- [Try it]:
Write out the entries below in full, exactly as given.

- [Provided records]:
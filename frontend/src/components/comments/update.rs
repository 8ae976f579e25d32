//! Update logic for the comment moderation queue.
//!
//! Each row's action is tracked by comment id so unrelated rows stay
//! responsive. Deletion is optimistic: the row disappears immediately and a
//! failure forces a refetch to reconcile whatever the backend really holds.

use common::model::comment::CommentStatus;
use yew::platform::spawn_local;
use yew::prelude::*;

use super::messages::Msg;
use super::state::{can_moderate, CommentsPage, QueueMode};
use crate::api::comments::CommentApi;
use crate::notify;
use crate::tops_sheet::{close_top_sheet, open_top_sheet};

pub fn update(page: &mut CommentsPage, ctx: &Context<CommentsPage>, msg: Msg) -> bool {
    match msg {
        Msg::SetMode(mode) => {
            if page.mode == mode {
                return false;
            }
            page.mode = mode;
            page.loading = true;
            fetch_list(page, ctx);
            true
        }
        Msg::Loaded(comments) => {
            page.comments = comments;
            page.loading = false;
            true
        }
        Msg::LoadFailed(err) => {
            page.loading = false;
            if !err.is_unauthorized() {
                notify::error(&format!("Could not load comments: {err}"));
            }
            true
        }
        Msg::Approve(id) => moderate(page, ctx, id, CommentStatus::Approved),
        Msg::Reject(id) => moderate(page, ctx, id, CommentStatus::Rejected),
        Msg::Moderated(comment) => {
            page.in_flight.remove(&comment.id);
            if let Some(row) = page.comments.iter_mut().find(|c| c.id == comment.id) {
                *row = comment;
            }
            if page.mode == QueueMode::Pending {
                page.comments.retain(|c| can_moderate(c.status));
            }
            true
        }
        Msg::ActionFailed(id, err) => {
            page.in_flight.remove(&id);
            if !err.is_unauthorized() {
                notify::error(&format!("Moderation failed: {err}"));
            }
            true
        }
        Msg::RequestDelete(id) => {
            page.pending_delete = Some(id);
            open_top_sheet(page.delete_sheet_ref.clone());
            true
        }
        Msg::CancelDelete => {
            page.pending_delete = None;
            close_top_sheet(page.delete_sheet_ref.clone());
            true
        }
        Msg::ConfirmDelete => {
            let Some(id) = page.pending_delete.take() else {
                return false;
            };
            close_top_sheet(page.delete_sheet_ref.clone());
            if !page.in_flight.insert(id) {
                return true;
            }
            // Optimistic removal; a failure re-syncs below.
            page.comments.retain(|c| c.id != id);
            let api = CommentApi::new(page.session.clone());
            let link = ctx.link().clone();
            spawn_local(async move {
                match api.delete(id).await {
                    Ok(()) => link.send_message(Msg::Deleted(id)),
                    Err(err) => link.send_message(Msg::DeleteFailed(id, err)),
                }
            });
            true
        }
        Msg::Deleted(id) => {
            page.in_flight.remove(&id);
            notify::info("Comment permanently deleted.");
            false
        }
        Msg::DeleteFailed(id, err) => {
            page.in_flight.remove(&id);
            if !err.is_unauthorized() {
                notify::error(&format!("Could not delete the comment: {err}"));
            }
            page.loading = true;
            fetch_list(page, ctx);
            true
        }
    }
}

fn moderate(
    page: &mut CommentsPage,
    ctx: &Context<CommentsPage>,
    id: i64,
    status: CommentStatus,
) -> bool {
    let Some(current) = page.comments.iter().find(|c| c.id == id).map(|c| c.status) else {
        return false;
    };
    if !can_moderate(current) || !page.in_flight.insert(id) {
        return false;
    }
    let api = CommentApi::new(page.session.clone());
    let link = ctx.link().clone();
    spawn_local(async move {
        match api.set_status(id, status).await {
            Ok(updated) => link.send_message(Msg::Moderated(updated)),
            Err(err) => link.send_message(Msg::ActionFailed(id, err)),
        }
    });
    true
}

pub fn fetch_list(page: &CommentsPage, ctx: &Context<CommentsPage>) {
    let api = CommentApi::new(page.session.clone());
    let mode = page.mode;
    let link = ctx.link().clone();
    spawn_local(async move {
        let result = match mode {
            QueueMode::All => api.list_all().await,
            QueueMode::Pending => api.list_pending().await,
        };
        match result {
            Ok(comments) => link.send_message(Msg::Loaded(comments)),
            Err(err) => link.send_message(Msg::LoadFailed(err)),
        }
    });
}
//! Static public pages rendered from markdown: the freedom-of-information
//! guide and the legal disclaimer.

use pulldown_cmark::{html, Parser};
use yew::prelude::*;

#[derive(Debug, Clone, Copy, PartialEq, Eq)]
pub enum GuideKind {
    FoiGuide,
    Disclaimer,
}

#[derive(Properties, PartialEq)]
pub struct GuideProps {
    pub kind: GuideKind,
}

pub struct GuidePage;

impl Component for GuidePage {
    type Message = ();
    type Properties = GuideProps;

    fn create(_ctx: &Context<Self>) -> Self {
        GuidePage
    }

    fn view(&self, ctx: &Context<Self>) -> Html {
        let markdown = match ctx.props().kind {
            GuideKind::FoiGuide => FOI_GUIDE_MD,
            GuideKind::Disclaimer => DISCLAIMER_MD,
        };
        html! {
            <div class="guide-page markdown">
                { Html::from_html_unchecked(render_markdown(markdown)) }
            </div>
        }
    }
}

fn render_markdown(input: &str) -> AttrValue {
    let parser = Parser::new(input);
    let mut html_output = String::new();
    html::push_html(&mut html_output, parser);
    AttrValue::from(html_output)
}

const FOI_GUIDE_MD: &str = r#"# Requesting public records

Every resident has the right to request records held by a public body.
This platform publishes documents that were disclosed through such
requests, reviewed by our moderators, and cleared for publication.

## How to file a request

1. Identify the public body that holds the record.
2. Describe the record as precisely as you can: subject, time period,
   and the office that produced it.
3. Send the request in writing and keep a copy. The body must answer
   within the statutory deadline, and any refusal must cite a legal
   exemption.

## What happens to submitted documents

Uploaded documents enter a review queue. A moderator checks that the
file is genuine, strips personal data where the law requires it, and
either approves or rejects the submission. Approved documents are
processed for text extraction and tagging before they appear in search.

## Appeals

If your request is refused or ignored, you can appeal to the oversight
authority. Include the original request, any answer you received, and
the dates of both.
"#;

const DISCLAIMER_MD: &str = r#"# Disclaimer

Documents on this platform were obtained through public-records
requests or submitted by users. We review every submission before
publication, but we cannot guarantee the authenticity or completeness
of third-party material.

The text shown next to a document is produced by automatic character
recognition and may contain errors; the uploaded file remains the
authoritative version.

Comments reflect the views of their authors. Comments can be reported
by any reader and are moderated, but they are not endorsed by the
platform.
"#;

- [Solution below]:
filename frontend/src/components/comments/update.rs
repository 8ae976f579e25d32
//! Update logic for the comment moderation queue.
//!
//! Each row's action is tracked by comment id so unrelated rows stay
//! responsive. Deletion is optimistic: the row disappears immediately and a
//! failure forces a refetch to reconcile whatever the backend really holds.

use common::model::comment::CommentStatus;
use yew::platform::spawn_local;
use yew::prelude::*;

use super::messages::Msg;
use super::state::{can_moderate, CommentsPage, QueueMode};
use crate::api::comments::CommentApi;
use crate::notify;
use crate::tops_sheet::{close_top_sheet, open_top_sheet};

pub fn update(page: &mut CommentsPage, ctx: &Context<CommentsPage>, msg: Msg) -> bool {
    match msg {
        Msg::SetMode(mode) => {
            if page.mode == mode {
                return false;
            }
            page.mode = mode;
            page.loading = true;
            fetch_list(page, ctx);
            true
        }
        Msg::Loaded(comments) => {
            page.comments = comments;
            page.loading = false;
            true
        }
        Msg::LoadFailed(err) => {
            page.loading = false;
            if !err.is_unauthorized() {
                notify::error(&format!("Could not load comments: {err}"));
            }
            true
        }
        Msg::Approve(id) => moderate(page, ctx, id, CommentStatus::Approved),
        Msg::Reject(id) => moderate(page, ctx, id, CommentStatus::Rejected),
        Msg::Moderated(comment) => {
            page.in_flight.remove(&comment.id);
            if let Some(row) = page.comments.iter_mut().find(|c| c.id == comment.id) {
                *row = comment;
            }
            if page.mode == QueueMode::Pending {
                page.comments.retain(|c| can_moderate(c.status));
            }
            true
        }
        Msg::ActionFailed(id, err) => {
            page.in_flight.remove(&id);
            if !err.is_unauthorized() {
                notify::error(&format!("Moderation failed: {err}"));
            }
            true
        }
        Msg::RequestDelete(id) => {
            page.pending_delete = Some(id);
            open_top_sheet(page.delete_sheet_ref.clone());
            true
        }
        Msg::CancelDelete => {
            page.pending_delete = None;
            close_top_sheet(page.delete_sheet_ref.clone());
            true
        }
        Msg::ConfirmDelete => {
            let Some(id) = page.pending_delete.take() else {
                return false;
            };
            close_top_sheet(page.delete_sheet_ref.clone());
            if !page.in_flight.insert(id) {
                return true;
            }
            // Optimistic removal; a failure re-syncs below.
            page.comments.retain(|c| c.id != id);
            let api = CommentApi::new(page.session.clone());
            let link = ctx.link().clone();
            spawn_local(async move {
                match api.delete(id).await {
                    Ok(()) => link.send_message(Msg::Deleted(id)),
                    Err(err) => link.send_message(Msg::DeleteFailed(id, err)),
                }
            });
            true
        }
        Msg::Deleted(id) => {
            page.in_flight.remove(&id);
            notify::info("Comment permanently deleted.");
            false
        }
        Msg::DeleteFailed(id, err) => {
            page.in_flight.remove(&id);
            if !err.is_unauthorized() {
                notify::error(&format!("Could not delete the comment: {err}"));
            }
            page.loading = true;
            fetch_list(page, ctx);
            true
        }
    }
}

fn moderate(
    page: &mut CommentsPage,
    ctx: &Context<CommentsPage>,
    id: i64,
    status: CommentStatus,
) -> bool {
    let Some(current) = page.comments.iter().find(|c| c.id == id).map(|c| c.status) else {
        return false;
    };
    if !can_moderate(current) || !page.in_flight.insert(id) {
        return false;
    }
    let api = CommentApi::new(page.session.clone());
    let link = ctx.link().clone();
    spawn_local(async move {
        match api.set_status(id, status).await {
            Ok(updated) => link.send_message(Msg::Moderated(updated)),
            Err(err) => link.send_message(Msg::ActionFailed(id, err)),
        }
    });
    true
}

pub fn fetch_list(page: &CommentsPage, ctx: &Context<CommentsPage>) {
    let api = CommentApi::new(page.session.clone());
    let mode = page.mode;
    let link = ctx.link().clone();
    spawn_local(async move {
        let result = match mode {
            QueueMode::All => api.list_all().await,
            QueueMode::Pending => api.list_pending().await,
        };
        match result {
            Ok(comments) => link.send_message(Msg::Loaded(comments)),
            Err(err) => link.send_message(Msg::LoadFailed(err)),
        }
    });
}
//! Static public pages rendered from markdown: the freedom-of-information
//! guide and the legal disclaimer.

use pulldown_cmark::{html, Parser};
use yew::prelude::*;

#[derive(Debug, Clone, Copy, PartialEq, Eq)]
pub enum GuideKind {
    FoiGuide,
    Disclaimer,
}

#[derive(Properties, PartialEq)]
pub struct GuideProps {
    pub kind: GuideKind,
}

pub struct GuidePage;

impl Component for GuidePage {
    type Message = ();
    type Properties = GuideProps;

    fn create(_ctx: &Context<Self>) -> Self {
        GuidePage
    }

    fn view(&self, ctx: &Context<Self>) -> Html {
        let markdown = match ctx.props().kind {
            GuideKind::FoiGuide => FOI_GUIDE_MD,
            GuideKind::Disclaimer => DISCLAIMER_MD,
        };
        html! {
            <div class="guide-page markdown">
                { Html::from_html_unchecked(render_markdown(markdown)) }
            </div>
        }
    }
}

fn render_markdown(input: &str) -> AttrValue {
    let parser = Parser::new(input);
    let mut html_output = String::new();
    html::push_html(&mut html_output, parser);
    AttrValue::from(html_output)
}

const FOI_GUIDE_MD: &str = r#"# Requesting public records

Every resident has the right to request records held by a public body.
This platform publishes documents that were disclosed through such
requests, reviewed by our moderators, and cleared for publication.

## How to file a request

1. Identify the public body that holds the record.
2. Describe the record as precisely as you can: subject, time period,
   and the office that produced it.
3. Send the request in writing and keep a copy. The body must answer
   within the statutory deadline, and any refusal must cite a legal
   exemption.

## What happens to submitted documents

Uploaded documents enter a review queue. A moderator checks that the
file is genuine, strips personal data where the law requires it, and
either approves or rejects the submission. Approved documents are
processed for text extraction and tagging before they appear in search.

## Appeals

If your request is refused or ignored, you can appeal to the oversight
authority. Include the original request, any answer you received, and
the dates of both.
"#;

const DISCLAIMER_MD: &str = r#"# Disclaimer

Documents on this platform were obtained through public-records
requests or submitted by users. We review every submission before
publication, but we cannot guarantee the authenticity or completeness
of third-party material.

The text shown next to a document is produced by automatic character
recognition and may contain errors; the uploaded file remains the
authoritative version.

Comments reflect the views of their authors. Comments can be reported
by any reader and are moderated, but they are not endorsed by the
platform.
"#;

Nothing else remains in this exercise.